Work instructions: Only the lines that contain the string "names" belong in the answer; pull them from the records.

Provided records:

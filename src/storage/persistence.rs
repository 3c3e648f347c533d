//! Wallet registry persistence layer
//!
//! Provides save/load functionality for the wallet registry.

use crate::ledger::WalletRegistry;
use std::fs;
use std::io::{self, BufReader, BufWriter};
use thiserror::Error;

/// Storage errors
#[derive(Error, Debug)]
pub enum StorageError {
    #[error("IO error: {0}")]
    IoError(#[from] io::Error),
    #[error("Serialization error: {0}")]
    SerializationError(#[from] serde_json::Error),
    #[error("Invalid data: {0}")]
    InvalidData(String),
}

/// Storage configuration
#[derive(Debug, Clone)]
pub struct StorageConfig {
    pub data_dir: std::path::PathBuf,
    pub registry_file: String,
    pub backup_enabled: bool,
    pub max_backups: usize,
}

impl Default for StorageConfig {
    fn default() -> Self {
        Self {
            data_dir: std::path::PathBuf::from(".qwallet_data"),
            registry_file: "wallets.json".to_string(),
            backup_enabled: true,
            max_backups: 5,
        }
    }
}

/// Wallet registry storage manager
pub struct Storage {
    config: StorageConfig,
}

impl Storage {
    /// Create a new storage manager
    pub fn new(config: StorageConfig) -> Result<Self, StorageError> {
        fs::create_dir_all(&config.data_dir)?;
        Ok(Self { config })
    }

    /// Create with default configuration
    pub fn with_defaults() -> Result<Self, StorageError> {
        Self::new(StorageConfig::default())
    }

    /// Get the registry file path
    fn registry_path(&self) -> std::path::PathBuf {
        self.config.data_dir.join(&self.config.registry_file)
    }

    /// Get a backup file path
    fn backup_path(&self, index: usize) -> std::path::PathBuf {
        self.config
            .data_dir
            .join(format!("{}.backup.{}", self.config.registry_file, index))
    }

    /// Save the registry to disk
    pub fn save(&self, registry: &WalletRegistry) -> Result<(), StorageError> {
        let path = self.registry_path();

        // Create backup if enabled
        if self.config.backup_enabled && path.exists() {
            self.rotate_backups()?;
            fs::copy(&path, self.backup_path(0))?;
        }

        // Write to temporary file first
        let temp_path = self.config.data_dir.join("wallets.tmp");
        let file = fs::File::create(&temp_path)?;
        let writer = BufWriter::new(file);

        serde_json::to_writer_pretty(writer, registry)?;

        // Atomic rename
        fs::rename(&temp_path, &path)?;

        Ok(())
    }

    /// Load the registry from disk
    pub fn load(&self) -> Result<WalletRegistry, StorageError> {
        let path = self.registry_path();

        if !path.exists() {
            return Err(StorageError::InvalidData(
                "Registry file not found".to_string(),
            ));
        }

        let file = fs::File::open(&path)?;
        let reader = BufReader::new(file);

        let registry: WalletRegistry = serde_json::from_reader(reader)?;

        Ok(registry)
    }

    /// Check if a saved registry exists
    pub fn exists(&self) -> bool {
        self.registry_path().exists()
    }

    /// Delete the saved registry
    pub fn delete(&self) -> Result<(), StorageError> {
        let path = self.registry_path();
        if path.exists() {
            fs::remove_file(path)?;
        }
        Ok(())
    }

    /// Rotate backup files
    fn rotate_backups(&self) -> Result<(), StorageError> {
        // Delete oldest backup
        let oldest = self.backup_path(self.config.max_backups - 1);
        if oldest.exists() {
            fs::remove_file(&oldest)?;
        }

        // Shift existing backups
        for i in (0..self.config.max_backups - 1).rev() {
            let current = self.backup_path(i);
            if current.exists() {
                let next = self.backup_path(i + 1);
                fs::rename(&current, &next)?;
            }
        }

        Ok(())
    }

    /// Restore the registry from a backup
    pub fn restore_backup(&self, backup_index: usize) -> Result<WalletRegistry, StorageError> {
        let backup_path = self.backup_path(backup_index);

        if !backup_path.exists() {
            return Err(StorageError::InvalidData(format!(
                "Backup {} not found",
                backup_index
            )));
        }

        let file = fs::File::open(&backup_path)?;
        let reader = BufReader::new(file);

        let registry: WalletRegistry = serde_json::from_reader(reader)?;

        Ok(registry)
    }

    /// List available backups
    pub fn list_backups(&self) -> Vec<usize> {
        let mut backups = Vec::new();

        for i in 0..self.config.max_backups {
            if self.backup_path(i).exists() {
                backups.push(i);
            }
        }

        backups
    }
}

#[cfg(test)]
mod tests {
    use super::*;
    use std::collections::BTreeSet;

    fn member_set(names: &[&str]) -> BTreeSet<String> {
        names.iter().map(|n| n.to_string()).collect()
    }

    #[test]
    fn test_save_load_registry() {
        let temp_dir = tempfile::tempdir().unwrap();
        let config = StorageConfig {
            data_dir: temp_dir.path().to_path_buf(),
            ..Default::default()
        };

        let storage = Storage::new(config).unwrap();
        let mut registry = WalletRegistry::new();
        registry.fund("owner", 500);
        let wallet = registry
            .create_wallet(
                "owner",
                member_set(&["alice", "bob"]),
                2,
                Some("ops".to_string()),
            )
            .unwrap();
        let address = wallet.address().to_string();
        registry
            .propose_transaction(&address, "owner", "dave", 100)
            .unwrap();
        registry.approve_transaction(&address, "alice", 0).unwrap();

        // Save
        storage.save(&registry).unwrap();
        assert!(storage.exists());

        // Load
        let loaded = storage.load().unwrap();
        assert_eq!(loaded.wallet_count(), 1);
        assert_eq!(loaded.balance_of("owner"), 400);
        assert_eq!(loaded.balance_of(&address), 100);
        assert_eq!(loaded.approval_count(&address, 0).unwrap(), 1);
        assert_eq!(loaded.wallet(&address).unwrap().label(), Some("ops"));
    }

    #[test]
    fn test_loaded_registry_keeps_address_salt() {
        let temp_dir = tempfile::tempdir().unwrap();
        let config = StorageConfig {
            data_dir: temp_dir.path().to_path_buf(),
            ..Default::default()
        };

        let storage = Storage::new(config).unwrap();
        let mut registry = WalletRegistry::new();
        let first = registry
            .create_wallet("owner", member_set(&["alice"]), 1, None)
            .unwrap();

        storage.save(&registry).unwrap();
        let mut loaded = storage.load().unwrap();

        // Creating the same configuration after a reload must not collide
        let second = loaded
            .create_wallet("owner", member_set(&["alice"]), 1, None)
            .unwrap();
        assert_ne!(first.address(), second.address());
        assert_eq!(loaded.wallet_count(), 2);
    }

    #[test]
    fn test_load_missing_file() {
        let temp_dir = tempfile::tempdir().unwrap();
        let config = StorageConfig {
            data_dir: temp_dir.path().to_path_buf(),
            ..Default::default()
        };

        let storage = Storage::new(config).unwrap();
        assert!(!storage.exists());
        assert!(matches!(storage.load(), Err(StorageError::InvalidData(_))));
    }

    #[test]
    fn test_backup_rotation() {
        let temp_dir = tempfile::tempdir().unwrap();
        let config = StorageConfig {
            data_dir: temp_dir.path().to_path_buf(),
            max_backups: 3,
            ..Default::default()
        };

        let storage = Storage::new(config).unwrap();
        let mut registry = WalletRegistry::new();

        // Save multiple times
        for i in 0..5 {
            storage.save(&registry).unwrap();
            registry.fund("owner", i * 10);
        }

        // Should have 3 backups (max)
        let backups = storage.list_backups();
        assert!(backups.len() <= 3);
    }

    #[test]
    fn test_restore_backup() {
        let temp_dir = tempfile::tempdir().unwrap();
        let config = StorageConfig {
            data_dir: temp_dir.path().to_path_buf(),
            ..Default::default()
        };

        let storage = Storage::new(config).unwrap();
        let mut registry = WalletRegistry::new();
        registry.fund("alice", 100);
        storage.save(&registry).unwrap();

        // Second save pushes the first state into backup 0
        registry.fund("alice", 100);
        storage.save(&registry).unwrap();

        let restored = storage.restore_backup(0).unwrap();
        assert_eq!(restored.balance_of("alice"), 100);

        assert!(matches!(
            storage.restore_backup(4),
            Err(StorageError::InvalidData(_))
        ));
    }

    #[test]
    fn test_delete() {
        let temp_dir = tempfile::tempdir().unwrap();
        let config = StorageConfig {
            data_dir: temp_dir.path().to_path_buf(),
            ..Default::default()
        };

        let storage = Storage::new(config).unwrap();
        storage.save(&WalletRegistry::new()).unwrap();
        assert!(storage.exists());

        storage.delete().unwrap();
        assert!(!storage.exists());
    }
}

Exercise result:
    fn member_set(names: &[&str]) -> BTreeSet<String> {
        names.iter().map(|n| n.to_string()).collect()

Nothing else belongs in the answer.